#### Input data:
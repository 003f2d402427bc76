//! Reel Studio handler.

use actix_web::{HttpResponse, web};

use crate::auth::UserAuth;
use crate::error::AppResult;
use crate::models::{ReelRequest, ReelResponse};
use crate::services::Pipeline;
use crate::services::reels::create_reel;

/// Generate voiceover and background music for a content row.
#[utoipa::path(
    post,
    path = "/api/v1/reels",
    tag = "Reels",
    request_body = ReelRequest,
    responses(
        (status = 200, description = "Reel ready", body = ReelResponse),
        (status = 400, description = "Missing contentId", body = crate::error::ErrorResponse),
        (status = 401, description = "Unauthorized", body = crate::error::ErrorResponse),
        (status = 402, description = "Audio credits exhausted", body = crate::error::ErrorResponse),
        (status = 404, description = "Content not found", body = crate::error::ErrorResponse),
        (status = 429, description = "Rate limited", body = crate::error::ErrorResponse),
    ),
    security(
        ("bearer" = [])
    )
)]
pub async fn generate_reel(
    auth: UserAuth,
    pipeline: web::Data<Pipeline>,
    body: web::Json<ReelRequest>,
) -> AppResult<HttpResponse> {
    let response = create_reel(pipeline.get_ref(), auth.user.user_id, body.into_inner()).await?;
    Ok(HttpResponse::Ok().json(response))
}

pub fn configure_routes(cfg: &mut web::ServiceConfig) {
    cfg.service(web::resource("/reels").route(web::post().to(generate_reel)));
}
impl ScriptedModel {
    pub fn new() -> Self {
        Self::default()
    }

    pub fn image_replies(self, replies: Vec<Reply>) -> Self {
        self.script.lock().unwrap().image.extend(replies);
        self
    }

    pub fn caption_replies(self, replies: Vec<Reply>) -> Self {
        self.script.lock().unwrap().caption.extend(replies);
        self
    }

    pub fn vision_replies(self, replies: Vec<Reply>) -> Self {
        self.script.lock().unwrap().vision.extend(replies);
        self
    }

    /// Answer every image request without a queued reply with an image.
    pub fn always_image(self) -> Self {
        self.script.lock().unwrap().image_default = Some(image_reply());
        self
    }

    /// Image requests whose prompt contains `marker` fail with a 500.
    pub fn failing_prompt(self, marker: &str) -> Self {
        self.script.lock().unwrap().failing_marker = Some(marker.to_string());
        self
    }

    /// Run `hook` after every image request.
    pub fn on_image(self, hook: impl Fn() + Send + Sync + 'static) -> Self {
        self.script.lock().unwrap().on_image = Some(Arc::new(hook));
        self
    }

    pub fn image_calls(&self) -> usize {
        self.image_calls.load(Ordering::SeqCst)
    }

    pub fn caption_calls(&self) -> usize {
        self.caption_calls.load(Ordering::SeqCst)
    }

    pub fn vision_calls(&self) -> usize {
        self.vision_calls.load(Ordering::SeqCst)
    }

    pub fn image_prompts(&self) -> Vec<String> {
        self.script.lock().unwrap().image_prompts.clone()
    }

    fn image(&self, request: &ChatRequest) -> Reply {
        self.image_calls.fetch_add(1, Ordering::SeqCst);
        let (reply, hook) = {
            let mut script = self.script.lock().unwrap();
            script.image_prompts.push(request.prompt.clone());
            let failing = script
                .failing_marker
                .as_deref()
                .is_some_and(|marker| request.prompt.contains(marker));
            let reply = if failing {
                Err(GatewayError::Status(500))
            } else {
                script
                    .image
                    .pop_front()
                    .or_else(|| script.image_default.clone())
                    .unwrap_or_else(|| Ok(ChatReply::default()))
            };
            (reply, script.on_image.clone())
        };
        if let Some(hook) = hook {
            hook();
        }
        reply
    }
}
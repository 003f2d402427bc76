//! Generation pipeline services.

pub mod ai_gateway;
pub mod audio;
pub mod classifier;
pub mod content;
pub mod detector;
pub mod invoker;
pub mod json_text;
pub mod orchestrator;
pub mod pipeline;
pub mod prompts;
pub mod reconciler;
pub mod reels;
pub mod resolver;
pub mod retry;
pub mod storage;

pub use ai_gateway::{AiGateway, GenerativeModel};
pub use audio::{AudioSynthesizer, SpeechStudio};
pub use pipeline::{ModelSettings, Pipeline};
pub use resolver::RandomPicker;
pub use storage::{ObjectStore, Storage};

#### Task:
What you retype should run from the first line of the entries above through the line containing "with an image.", exactly and in full.

#### Result for this task:
repository 003f2d402427bc76
//! Reel Studio handler.

use actix_web::{HttpResponse, web};

use crate::auth::UserAuth;
use crate::error::AppResult;
use crate::models::{ReelRequest, ReelResponse};
use crate::services::Pipeline;
use crate::services::reels::create_reel;

/// Generate voiceover and background music for a content row.
#[utoipa::path(
    post,
    path = "/api/v1/reels",
    tag = "Reels",
    request_body = ReelRequest,
    responses(
        (status = 200, description = "Reel ready", body = ReelResponse),
        (status = 400, description = "Missing contentId", body = crate::error::ErrorResponse),
        (status = 401, description = "Unauthorized", body = crate::error::ErrorResponse),
        (status = 402, description = "Audio credits exhausted", body = crate::error::ErrorResponse),
        (status = 404, description = "Content not found", body = crate::error::ErrorResponse),
        (status = 429, description = "Rate limited", body = crate::error::ErrorResponse),
    ),
    security(
        ("bearer" = [])
    )
)]
pub async fn generate_reel(
    auth: UserAuth,
    pipeline: web::Data<Pipeline>,
    body: web::Json<ReelRequest>,
) -> AppResult<HttpResponse> {
    let response = create_reel(pipeline.get_ref(), auth.user.user_id, body.into_inner()).await?;
    Ok(HttpResponse::Ok().json(response))
}

pub fn configure_routes(cfg: &mut web::ServiceConfig) {
    cfg.service(web::resource("/reels").route(web::post().to(generate_reel)));
}
impl ScriptedModel {
    pub fn new() -> Self {
        Self::default()
    }

    pub fn image_replies(self, replies: Vec<Reply>) -> Self {
        self.script.lock().unwrap().image.extend(replies);
        self
    }

    pub fn caption_replies(self, replies: Vec<Reply>) -> Self {
        self.script.lock().unwrap().caption.extend(replies);
        self
    }

    pub fn vision_replies(self, replies: Vec<Reply>) -> Self {
        self.script.lock().unwrap().vision.extend(replies);
        self
    }

    /// Answer every image request without a queued reply with an image.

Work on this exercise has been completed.